=== Begin Enclosure ===

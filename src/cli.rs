//! CLI definitions using clap derive API

use clap::builder::{Styles, styling::AnsiColor};
use clap::{Args, Parser, Subcommand};
use std::path::PathBuf;

use crate::client::github::DEFAULT_API_URL;
use crate::lockfile::DEFAULT_LOCKFILE;

/// Pinny - pin mutable references to immutable digests
///
/// Rewrites GitHub Actions workflows and Dockerfiles so every action and base
/// image is referenced by commit SHA or manifest digest.
#[derive(Parser, Debug)]
#[command(
    name = "pinny",
    author,
    version,
    color = clap::ColorChoice::Always,
    styles = Styles::styled()
        .header(AnsiColor::Green.on_default().bold())
        .usage(AnsiColor::Green.on_default().bold())
        .literal(AnsiColor::Cyan.on_default().bold())
        .placeholder(AnsiColor::Cyan.on_default()),
    about = "Pin GitHub Actions and Docker images to immutable digests",
    long_about = "Pinny replaces mutable references (tags, branches) in GitHub Actions \
                  workflows and Dockerfiles with the commit SHAs and manifest digests they \
                  currently point at, leaving a comment with the original reference.",
    after_help = "\x1b[1m\x1b[32mExamples:\x1b[0m\n    \
                  pinny actions pin\n    \
                  pinny actions digest actions/checkout@v4\n    \
                  pinny docker pin -f Dockerfile\n    \
                  pinny docker lock && pinny docker transform -i\n    \
                  pinny docker digest alpine:3.18"
)]
pub struct Cli {
    /// Enable verbose output
    #[arg(long, short = 'v', global = true)]
    pub verbose: bool,

    #[command(subcommand)]
    pub command: Commands,
}

#[derive(Subcommand, Debug)]
pub enum Commands {
    /// Pin GitHub Actions workflow steps
    Actions(ActionsArgs),

    /// Pin Dockerfile base images
    Docker(DockerArgs),

    /// Show version information
    Version,

    /// Generate shell completions
    Completions(CompletionsArgs),
}

/// Hosting API access shared by the actions subcommands
#[derive(Args, Debug)]
pub struct GithubArgs {
    /// GitHub token (anonymous access when unset)
    #[arg(long, env = "GITHUB_TOKEN", hide_env_values = true, global = true)]
    pub github_token: Option<String>,

    /// GitHub API base URL
    #[arg(long, env = "PINNY_GITHUB_API_URL", default_value = DEFAULT_API_URL, global = true)]
    pub github_api_url: String,
}

/// Arguments for the actions command
#[derive(Parser, Debug)]
pub struct ActionsArgs {
    #[command(flatten)]
    pub github: GithubArgs,

    #[command(subcommand)]
    pub command: ActionsCommands,
}

#[derive(Subcommand, Debug)]
pub enum ActionsCommands {
    /// Pin every workflow in the workflow directory
    Pin(ActionsPinArgs),

    /// Print the commit SHA a step reference points at
    Digest(ActionsDigestArgs),
}

/// Arguments for actions pin
#[derive(Parser, Debug)]
#[command(after_help = "EXAMPLES:\n  \
                  Pin all workflows:\n    pinny actions pin\n\n\
                  Preview without writing:\n    pinny actions pin --dry-run\n\n\
                  Fail on references that cannot be resolved:\n    pinny actions pin --strict")]
pub struct ActionsPinArgs {
    /// Directory holding workflow files
    #[arg(long, default_value = ".github/workflows")]
    pub workflow_dir: PathBuf,

    /// Print rewritten workflows instead of writing them
    #[arg(long, short = 'd')]
    pub dry_run: bool,

    /// Fail on step references that cannot be pinned
    #[arg(long)]
    pub strict: bool,
}

/// Arguments for actions digest
#[derive(Parser, Debug)]
pub struct ActionsDigestArgs {
    /// Step reference, e.g. actions/checkout@v4
    pub action: String,
}

/// Arguments for the docker command
#[derive(Parser, Debug)]
pub struct DockerArgs {
    /// Lock file used by lock and transform
    #[arg(long, env = "PINNY_LOCKFILE", default_value = DEFAULT_LOCKFILE, global = true)]
    pub lockfile: PathBuf,

    #[command(subcommand)]
    pub command: DockerCommands,
}

#[derive(Subcommand, Debug)]
pub enum DockerCommands {
    /// Pin base images using the registry
    Pin(DockerfileArgs),

    /// Pin base images using the lock file, without network access
    Transform(DockerfileArgs),

    /// Resolve base images and record their digests in the lock file
    Lock(DockerLockArgs),

    /// Print the manifest digest an image reference points at
    Digest(DockerDigestArgs),
}

/// Arguments for docker pin and docker transform
#[derive(Parser, Debug)]
#[command(after_help = "EXAMPLES:\n  \
                  Write Dockerfile.pinned:\n    pinny docker pin\n\n\
                  Rewrite in place:\n    pinny docker pin -i -f build/Dockerfile")]
pub struct DockerfileArgs {
    /// Dockerfile to pin
    #[arg(long, short = 'f', default_value = "Dockerfile")]
    pub dockerfile: PathBuf,

    /// Rewrite the Dockerfile in place instead of writing <file>.pinned
    #[arg(long, short = 'i')]
    pub inplace: bool,
}

/// Arguments for docker lock
#[derive(Parser, Debug)]
pub struct DockerLockArgs {
    /// Dockerfile to lock
    #[arg(long, short = 'f', default_value = "Dockerfile")]
    pub dockerfile: PathBuf,
}

/// Arguments for docker digest
#[derive(Parser, Debug)]
pub struct DockerDigestArgs {
    /// Image reference, e.g. alpine:3.18 or docker://ghcr.io/org/app:v1
    pub image: String,
}

/// Arguments for completions command
#[derive(Parser, Debug)]
#[command(after_help = "EXAMPLES:\n  \
                  Generate bash completions:\n    pinny completions --shell bash > ~/.bash_completion.d/pinny\n\n\
                  Generate zsh completions:\n    pinny completions --shell zsh > ~/.zfunc/_pinny\n\n\
                  Generate fish completions:\n    pinny completions --shell fish > ~/.config/fish/completions/pinny.fish\n\n\
                  Generate PowerShell completions:\n    pinny completions --shell powershell")]
pub struct CompletionsArgs {
    /// Shell type (bash, elvish, fish, powershell, zsh)
    #[arg(long)]
    pub shell: String,
}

=== End Enclosure ===

* _Your assignment_: Retype each line of the data exactly as it reads.

* _Task result_:
filename src/cli.rs
//! CLI definitions using clap derive API

use clap::builder::{Styles, styling::AnsiColor};
use clap::{Args, Parser, Subcommand};
use std::path::PathBuf;

use crate::client::github::DEFAULT_API_URL;
use crate::lockfile::DEFAULT_LOCKFILE;

/// Pinny - pin mutable references to immutable digests
///
/// Rewrites GitHub Actions workflows and Dockerfiles so every action and base
/// image is referenced by commit SHA or manifest digest.
#[derive(Parser, Debug)]
#[command(
    name = "pinny",
    author,
    version,
    color = clap::ColorChoice::Always,
    styles = Styles::styled()
        .header(AnsiColor::Green.on_default().bold())
        .usage(AnsiColor::Green.on_default().bold())
        .literal(AnsiColor::Cyan.on_default().bold())
        .placeholder(AnsiColor::Cyan.on_default()),
    about = "Pin GitHub Actions and Docker images to immutable digests",
    long_about = "Pinny replaces mutable references (tags, branches) in GitHub Actions \
                  workflows and Dockerfiles with the commit SHAs and manifest digests they \
                  currently point at, leaving a comment with the original reference.",
    after_help = "\x1b[1m\x1b[32mExamples:\x1b[0m\n    \
                  pinny actions pin\n    \
                  pinny actions digest actions/checkout@v4\n    \
                  pinny docker pin -f Dockerfile\n    \
                  pinny docker lock && pinny docker transform -i\n    \
                  pinny docker digest alpine:3.18"
)]
pub struct Cli {
    /// Enable verbose output
    #[arg(long, short = 'v', global = true)]
    pub verbose: bool,

    #[command(subcommand)]
    pub command: Commands,
}

#[derive(Subcommand, Debug)]
pub enum Commands {
    /// Pin GitHub Actions workflow steps
    Actions(ActionsArgs),

    /// Pin Dockerfile base images
    Docker(DockerArgs),

    /// Show version information
    Version,

    /// Generate shell completions
    Completions(CompletionsArgs),
}

/// Hosting API access shared by the actions subcommands
#[derive(Args, Debug)]
pub struct GithubArgs {
    /// GitHub token (anonymous access when unset)
    #[arg(long, env = "GITHUB_TOKEN", hide_env_values = true, global = true)]
    pub github_token: Option<String>,

    /// GitHub API base URL
    #[arg(long, env = "PINNY_GITHUB_API_URL", default_value = DEFAULT_API_URL, global = true)]
    pub github_api_url: String,
}

/// Arguments for the actions command
#[derive(Parser, Debug)]
pub struct ActionsArgs {
    #[command(flatten)]
    pub github: GithubArgs,

    #[command(subcommand)]
    pub command: ActionsCommands,
}

#[derive(Subcommand, Debug)]
pub enum ActionsCommands {
    /// Pin every workflow in the workflow directory
    Pin(ActionsPinArgs),

    /// Print the commit SHA a step reference points at
    Digest(ActionsDigestArgs),
}

/// Arguments for actions pin
#[derive(Parser, Debug)]
#[command(after_help = "EXAMPLES:\n  \
                  Pin all workflows:\n    pinny actions pin\n\n\
                  Preview without writing:\n    pinny actions pin --dry-run\n\n\
                  Fail on references that cannot be resolved:\n    pinny actions pin --strict")]
pub struct ActionsPinArgs {
    /// Directory holding workflow files
    #[arg(long, default_value = ".github/workflows")]
    pub workflow_dir: PathBuf,

    /// Print rewritten workflows instead of writing them
    #[arg(long, short = 'd')]
    pub dry_run: bool,

    /// Fail on step references that cannot be pinned
    #[arg(long)]
    pub strict: bool,
}

/// Arguments for actions digest
#[derive(Parser, Debug)]
pub struct ActionsDigestArgs {
    /// Step reference, e.g. actions/checkout@v4
    pub action: String,
}

/// Arguments for the docker command
#[derive(Parser, Debug)]
pub struct DockerArgs {
    /// Lock file used by lock and transform
    #[arg(long, env = "PINNY_LOCKFILE", default_value = DEFAULT_LOCKFILE, global = true)]
    pub lockfile: PathBuf,

    #[command(subcommand)]
    pub command: DockerCommands,
}

#[derive(Subcommand, Debug)]
pub enum DockerCommands {
    /// Pin base images using the registry
    Pin(DockerfileArgs),

    /// Pin base images using the lock file, without network access
    Transform(DockerfileArgs),

    /// Resolve base images and record their digests in the lock file
    Lock(DockerLockArgs),

    /// Print the manifest digest an image reference points at
    Digest(DockerDigestArgs),
}

/// Arguments for docker pin and docker transform
#[derive(Parser, Debug)]
#[command(after_help = "EXAMPLES:\n  \
                  Write Dockerfile.pinned:\n    pinny docker pin\n\n\
                  Rewrite in place:\n    pinny docker pin -i -f build/Dockerfile")]
pub struct DockerfileArgs {
    /// Dockerfile to pin
    #[arg(long, short = 'f', default_value = "Dockerfile")]
    pub dockerfile: PathBuf,

    /// Rewrite the Dockerfile in place instead of writing <file>.pinned
    #[arg(long, short = 'i')]
    pub inplace: bool,
}

/// Arguments for docker lock
#[derive(Parser, Debug)]
pub struct DockerLockArgs {
    /// Dockerfile to lock
    #[arg(long, short = 'f', default_value = "Dockerfile")]
    pub dockerfile: PathBuf,
}

/// Arguments for docker digest
#[derive(Parser, Debug)]
pub struct DockerDigestArgs {
    /// Image reference, e.g. alpine:3.18 or docker://ghcr.io/org/app:v1
    pub image: String,
}

/// Arguments for completions command
#[derive(Parser, Debug)]
#[command(after_help = "EXAMPLES:\n  \
                  Generate bash completions:\n    pinny completions --shell bash > ~/.bash_completion.d/pinny\n\n\
                  Generate zsh completions:\n    pinny completions --shell zsh > ~/.zfunc/_pinny\n\n\
                  Generate fish completions:\n    pinny completions --shell fish > ~/.config/fish/completions/pinny.fish\n\n\
                  Generate PowerShell completions:\n    pinny completions --shell powershell")]
pub struct CompletionsArgs {
    /// Shell type (bash, elvish, fish, powershell, zsh)
    #[arg(long)]
    pub shell: String,
}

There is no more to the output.